# Task prompt
The word "Maximum" appears in some lines of the entries. Say how many, and give nothing but the number.

# Record extracts
============

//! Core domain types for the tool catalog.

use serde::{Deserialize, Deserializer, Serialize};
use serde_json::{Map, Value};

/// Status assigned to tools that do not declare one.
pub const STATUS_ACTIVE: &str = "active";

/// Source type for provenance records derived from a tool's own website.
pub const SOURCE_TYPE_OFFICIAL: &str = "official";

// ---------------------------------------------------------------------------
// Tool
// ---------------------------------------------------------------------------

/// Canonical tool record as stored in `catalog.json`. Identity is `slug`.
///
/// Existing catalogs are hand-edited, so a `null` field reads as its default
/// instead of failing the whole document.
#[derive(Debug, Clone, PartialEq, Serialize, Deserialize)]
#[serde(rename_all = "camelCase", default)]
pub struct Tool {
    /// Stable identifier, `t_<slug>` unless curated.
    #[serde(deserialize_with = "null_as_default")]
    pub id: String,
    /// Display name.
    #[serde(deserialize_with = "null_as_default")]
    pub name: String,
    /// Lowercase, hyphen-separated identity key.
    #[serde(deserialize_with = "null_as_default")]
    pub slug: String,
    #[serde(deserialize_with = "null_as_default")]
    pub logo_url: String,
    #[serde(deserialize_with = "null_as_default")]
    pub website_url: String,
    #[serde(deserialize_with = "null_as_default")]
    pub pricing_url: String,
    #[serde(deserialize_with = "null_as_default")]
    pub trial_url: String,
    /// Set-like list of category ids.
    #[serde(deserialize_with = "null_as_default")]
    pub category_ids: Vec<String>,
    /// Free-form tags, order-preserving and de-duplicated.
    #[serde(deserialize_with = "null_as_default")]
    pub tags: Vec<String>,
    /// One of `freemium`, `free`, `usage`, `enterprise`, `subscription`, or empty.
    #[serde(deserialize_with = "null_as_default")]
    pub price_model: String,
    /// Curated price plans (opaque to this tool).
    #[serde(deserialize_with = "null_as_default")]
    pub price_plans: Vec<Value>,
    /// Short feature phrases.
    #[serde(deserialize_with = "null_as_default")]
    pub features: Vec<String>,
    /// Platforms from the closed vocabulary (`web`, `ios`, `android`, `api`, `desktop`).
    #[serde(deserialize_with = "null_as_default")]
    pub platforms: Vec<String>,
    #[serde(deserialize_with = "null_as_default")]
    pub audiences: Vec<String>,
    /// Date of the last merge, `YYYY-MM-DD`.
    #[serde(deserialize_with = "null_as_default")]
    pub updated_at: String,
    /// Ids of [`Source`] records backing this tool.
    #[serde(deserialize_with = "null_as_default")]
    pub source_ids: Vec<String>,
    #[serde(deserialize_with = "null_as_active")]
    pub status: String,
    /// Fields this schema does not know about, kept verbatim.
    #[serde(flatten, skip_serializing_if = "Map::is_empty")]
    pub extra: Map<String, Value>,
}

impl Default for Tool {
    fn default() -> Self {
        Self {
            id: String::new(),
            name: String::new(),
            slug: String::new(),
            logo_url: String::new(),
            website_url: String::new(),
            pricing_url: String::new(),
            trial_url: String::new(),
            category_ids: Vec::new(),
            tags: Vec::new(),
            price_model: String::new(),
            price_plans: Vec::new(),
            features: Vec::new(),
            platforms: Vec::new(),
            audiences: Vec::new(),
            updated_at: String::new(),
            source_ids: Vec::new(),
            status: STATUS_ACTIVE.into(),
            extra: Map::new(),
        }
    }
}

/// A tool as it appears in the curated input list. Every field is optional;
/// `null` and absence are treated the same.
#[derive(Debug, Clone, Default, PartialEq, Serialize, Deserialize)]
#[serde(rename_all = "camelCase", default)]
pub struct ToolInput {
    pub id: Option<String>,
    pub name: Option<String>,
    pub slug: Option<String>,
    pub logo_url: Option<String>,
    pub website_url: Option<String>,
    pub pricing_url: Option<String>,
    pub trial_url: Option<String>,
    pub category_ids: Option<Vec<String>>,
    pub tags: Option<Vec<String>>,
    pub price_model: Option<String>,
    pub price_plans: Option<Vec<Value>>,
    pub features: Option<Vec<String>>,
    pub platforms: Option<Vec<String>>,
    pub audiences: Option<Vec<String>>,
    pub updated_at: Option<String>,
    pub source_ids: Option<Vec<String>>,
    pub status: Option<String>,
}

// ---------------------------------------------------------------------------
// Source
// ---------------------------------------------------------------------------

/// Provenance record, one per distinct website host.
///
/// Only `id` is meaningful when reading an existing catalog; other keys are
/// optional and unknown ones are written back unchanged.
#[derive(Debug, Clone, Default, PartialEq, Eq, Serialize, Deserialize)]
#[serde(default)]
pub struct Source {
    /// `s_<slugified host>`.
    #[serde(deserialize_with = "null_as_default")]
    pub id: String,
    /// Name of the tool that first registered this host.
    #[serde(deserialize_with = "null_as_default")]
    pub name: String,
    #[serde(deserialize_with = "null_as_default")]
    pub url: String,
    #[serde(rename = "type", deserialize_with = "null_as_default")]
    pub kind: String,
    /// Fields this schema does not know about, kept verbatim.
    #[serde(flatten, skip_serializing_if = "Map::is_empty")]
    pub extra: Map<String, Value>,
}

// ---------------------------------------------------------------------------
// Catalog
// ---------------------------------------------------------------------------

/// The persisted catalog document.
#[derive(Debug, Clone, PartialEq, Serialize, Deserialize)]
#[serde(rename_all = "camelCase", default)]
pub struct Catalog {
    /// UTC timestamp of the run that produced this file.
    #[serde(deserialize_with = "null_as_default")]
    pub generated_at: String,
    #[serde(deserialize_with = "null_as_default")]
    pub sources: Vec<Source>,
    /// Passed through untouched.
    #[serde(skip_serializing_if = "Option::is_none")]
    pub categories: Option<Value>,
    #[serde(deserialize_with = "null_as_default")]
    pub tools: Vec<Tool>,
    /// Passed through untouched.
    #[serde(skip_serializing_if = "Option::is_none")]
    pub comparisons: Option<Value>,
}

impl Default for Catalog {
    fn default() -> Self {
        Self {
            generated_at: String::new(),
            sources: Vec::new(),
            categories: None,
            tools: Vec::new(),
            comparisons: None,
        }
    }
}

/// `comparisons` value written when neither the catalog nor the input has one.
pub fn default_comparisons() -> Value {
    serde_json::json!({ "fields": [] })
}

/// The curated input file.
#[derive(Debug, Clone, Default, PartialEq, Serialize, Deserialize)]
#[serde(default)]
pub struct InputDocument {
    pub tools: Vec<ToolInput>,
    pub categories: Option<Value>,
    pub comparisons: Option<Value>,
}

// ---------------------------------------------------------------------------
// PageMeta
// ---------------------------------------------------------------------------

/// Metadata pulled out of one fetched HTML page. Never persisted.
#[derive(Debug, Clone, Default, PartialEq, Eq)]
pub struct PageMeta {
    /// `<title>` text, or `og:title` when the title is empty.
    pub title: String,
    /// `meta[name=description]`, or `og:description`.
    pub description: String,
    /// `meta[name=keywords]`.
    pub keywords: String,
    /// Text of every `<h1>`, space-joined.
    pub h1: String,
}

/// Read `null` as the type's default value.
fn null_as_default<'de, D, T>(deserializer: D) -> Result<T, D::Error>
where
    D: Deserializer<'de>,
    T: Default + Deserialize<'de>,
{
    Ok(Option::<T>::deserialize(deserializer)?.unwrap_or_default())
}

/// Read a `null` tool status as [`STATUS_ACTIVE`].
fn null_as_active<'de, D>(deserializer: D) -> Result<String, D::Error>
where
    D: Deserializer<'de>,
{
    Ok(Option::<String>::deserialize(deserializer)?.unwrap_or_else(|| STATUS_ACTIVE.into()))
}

============

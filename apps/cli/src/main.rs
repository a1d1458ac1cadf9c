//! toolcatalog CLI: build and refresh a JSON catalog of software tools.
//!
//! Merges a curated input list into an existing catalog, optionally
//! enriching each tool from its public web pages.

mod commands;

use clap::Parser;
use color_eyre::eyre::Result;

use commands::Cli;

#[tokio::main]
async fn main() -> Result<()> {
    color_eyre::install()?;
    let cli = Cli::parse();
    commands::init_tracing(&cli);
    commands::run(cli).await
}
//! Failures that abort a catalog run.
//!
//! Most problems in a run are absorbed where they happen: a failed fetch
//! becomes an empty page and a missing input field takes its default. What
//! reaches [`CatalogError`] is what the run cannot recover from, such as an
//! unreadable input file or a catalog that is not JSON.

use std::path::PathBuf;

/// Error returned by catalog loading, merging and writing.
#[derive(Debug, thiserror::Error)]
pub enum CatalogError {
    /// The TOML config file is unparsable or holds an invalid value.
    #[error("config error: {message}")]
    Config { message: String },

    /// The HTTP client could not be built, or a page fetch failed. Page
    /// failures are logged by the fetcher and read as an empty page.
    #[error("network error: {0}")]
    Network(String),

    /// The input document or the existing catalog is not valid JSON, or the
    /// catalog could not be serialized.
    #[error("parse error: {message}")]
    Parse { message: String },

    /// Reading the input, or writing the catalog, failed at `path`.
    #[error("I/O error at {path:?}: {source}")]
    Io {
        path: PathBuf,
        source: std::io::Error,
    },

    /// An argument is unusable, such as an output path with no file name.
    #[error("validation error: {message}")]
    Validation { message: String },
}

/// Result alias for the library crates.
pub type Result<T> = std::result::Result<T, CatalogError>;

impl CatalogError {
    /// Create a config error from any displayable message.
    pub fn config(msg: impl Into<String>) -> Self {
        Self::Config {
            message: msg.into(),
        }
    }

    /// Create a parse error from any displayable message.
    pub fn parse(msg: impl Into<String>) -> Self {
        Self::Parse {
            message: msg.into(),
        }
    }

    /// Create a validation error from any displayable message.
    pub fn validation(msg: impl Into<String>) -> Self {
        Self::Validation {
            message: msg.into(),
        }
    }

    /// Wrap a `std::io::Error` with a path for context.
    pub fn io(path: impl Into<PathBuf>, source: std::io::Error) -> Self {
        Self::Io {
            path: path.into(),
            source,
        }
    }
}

============

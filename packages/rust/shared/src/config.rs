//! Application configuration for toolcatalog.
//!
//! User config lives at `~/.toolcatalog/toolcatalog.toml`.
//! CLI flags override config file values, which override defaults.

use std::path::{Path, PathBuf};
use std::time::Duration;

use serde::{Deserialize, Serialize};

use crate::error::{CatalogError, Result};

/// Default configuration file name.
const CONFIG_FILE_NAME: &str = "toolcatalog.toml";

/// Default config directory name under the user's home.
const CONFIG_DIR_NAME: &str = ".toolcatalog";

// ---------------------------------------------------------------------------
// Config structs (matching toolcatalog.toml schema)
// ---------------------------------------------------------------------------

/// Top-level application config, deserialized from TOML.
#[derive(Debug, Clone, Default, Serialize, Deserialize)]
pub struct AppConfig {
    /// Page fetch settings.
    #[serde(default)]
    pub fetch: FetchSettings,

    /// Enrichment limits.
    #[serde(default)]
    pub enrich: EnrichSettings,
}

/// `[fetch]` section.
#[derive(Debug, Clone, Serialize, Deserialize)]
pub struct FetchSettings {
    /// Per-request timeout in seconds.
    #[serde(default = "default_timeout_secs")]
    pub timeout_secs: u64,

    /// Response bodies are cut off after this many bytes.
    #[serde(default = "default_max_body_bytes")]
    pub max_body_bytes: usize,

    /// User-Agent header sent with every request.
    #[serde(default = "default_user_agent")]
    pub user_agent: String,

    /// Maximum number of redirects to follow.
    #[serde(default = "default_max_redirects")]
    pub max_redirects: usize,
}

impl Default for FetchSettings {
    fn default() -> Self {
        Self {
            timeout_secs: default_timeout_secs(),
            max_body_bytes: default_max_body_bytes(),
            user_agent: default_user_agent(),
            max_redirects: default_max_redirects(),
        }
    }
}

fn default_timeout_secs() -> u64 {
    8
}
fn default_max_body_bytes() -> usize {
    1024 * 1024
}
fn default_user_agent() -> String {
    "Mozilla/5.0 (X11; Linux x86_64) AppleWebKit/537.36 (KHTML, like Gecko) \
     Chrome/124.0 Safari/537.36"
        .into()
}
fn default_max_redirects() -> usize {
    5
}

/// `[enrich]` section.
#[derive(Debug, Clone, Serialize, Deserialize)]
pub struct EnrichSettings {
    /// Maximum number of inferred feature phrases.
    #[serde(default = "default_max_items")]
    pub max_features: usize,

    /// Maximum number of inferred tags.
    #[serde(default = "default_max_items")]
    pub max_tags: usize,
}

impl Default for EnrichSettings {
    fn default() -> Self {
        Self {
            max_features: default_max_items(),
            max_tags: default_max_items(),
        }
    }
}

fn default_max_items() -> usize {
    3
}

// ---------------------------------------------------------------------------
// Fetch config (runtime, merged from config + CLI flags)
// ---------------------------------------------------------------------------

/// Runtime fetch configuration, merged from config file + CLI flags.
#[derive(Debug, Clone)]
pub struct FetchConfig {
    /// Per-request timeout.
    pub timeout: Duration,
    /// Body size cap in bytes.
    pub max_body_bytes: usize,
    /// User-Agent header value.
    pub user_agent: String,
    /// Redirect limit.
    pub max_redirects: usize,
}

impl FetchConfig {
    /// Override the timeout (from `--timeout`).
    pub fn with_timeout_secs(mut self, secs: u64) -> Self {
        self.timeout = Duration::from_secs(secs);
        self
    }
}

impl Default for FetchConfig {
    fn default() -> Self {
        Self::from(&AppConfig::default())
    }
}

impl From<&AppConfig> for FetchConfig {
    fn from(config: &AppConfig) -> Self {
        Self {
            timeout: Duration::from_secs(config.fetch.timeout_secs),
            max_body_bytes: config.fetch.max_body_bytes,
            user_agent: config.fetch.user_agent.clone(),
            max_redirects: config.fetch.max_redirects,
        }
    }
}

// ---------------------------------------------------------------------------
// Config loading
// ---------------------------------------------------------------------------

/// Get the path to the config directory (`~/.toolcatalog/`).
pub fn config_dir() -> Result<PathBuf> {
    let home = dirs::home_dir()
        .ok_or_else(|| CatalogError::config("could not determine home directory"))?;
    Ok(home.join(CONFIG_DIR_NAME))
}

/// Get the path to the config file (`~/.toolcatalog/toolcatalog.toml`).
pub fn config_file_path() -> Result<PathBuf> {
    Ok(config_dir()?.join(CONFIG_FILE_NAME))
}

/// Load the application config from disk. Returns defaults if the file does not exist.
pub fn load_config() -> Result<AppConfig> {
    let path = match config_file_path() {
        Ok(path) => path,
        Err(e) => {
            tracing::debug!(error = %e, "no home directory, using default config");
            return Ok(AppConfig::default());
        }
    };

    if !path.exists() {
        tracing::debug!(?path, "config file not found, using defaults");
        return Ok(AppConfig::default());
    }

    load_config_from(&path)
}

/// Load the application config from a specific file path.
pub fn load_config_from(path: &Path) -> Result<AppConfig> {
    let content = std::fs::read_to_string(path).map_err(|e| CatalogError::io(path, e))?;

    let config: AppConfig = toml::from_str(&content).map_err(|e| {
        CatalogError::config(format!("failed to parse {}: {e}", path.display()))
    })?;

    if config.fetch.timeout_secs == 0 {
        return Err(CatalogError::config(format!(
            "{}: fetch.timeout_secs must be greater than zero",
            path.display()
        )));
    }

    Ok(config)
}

============

# Result for this exercise
3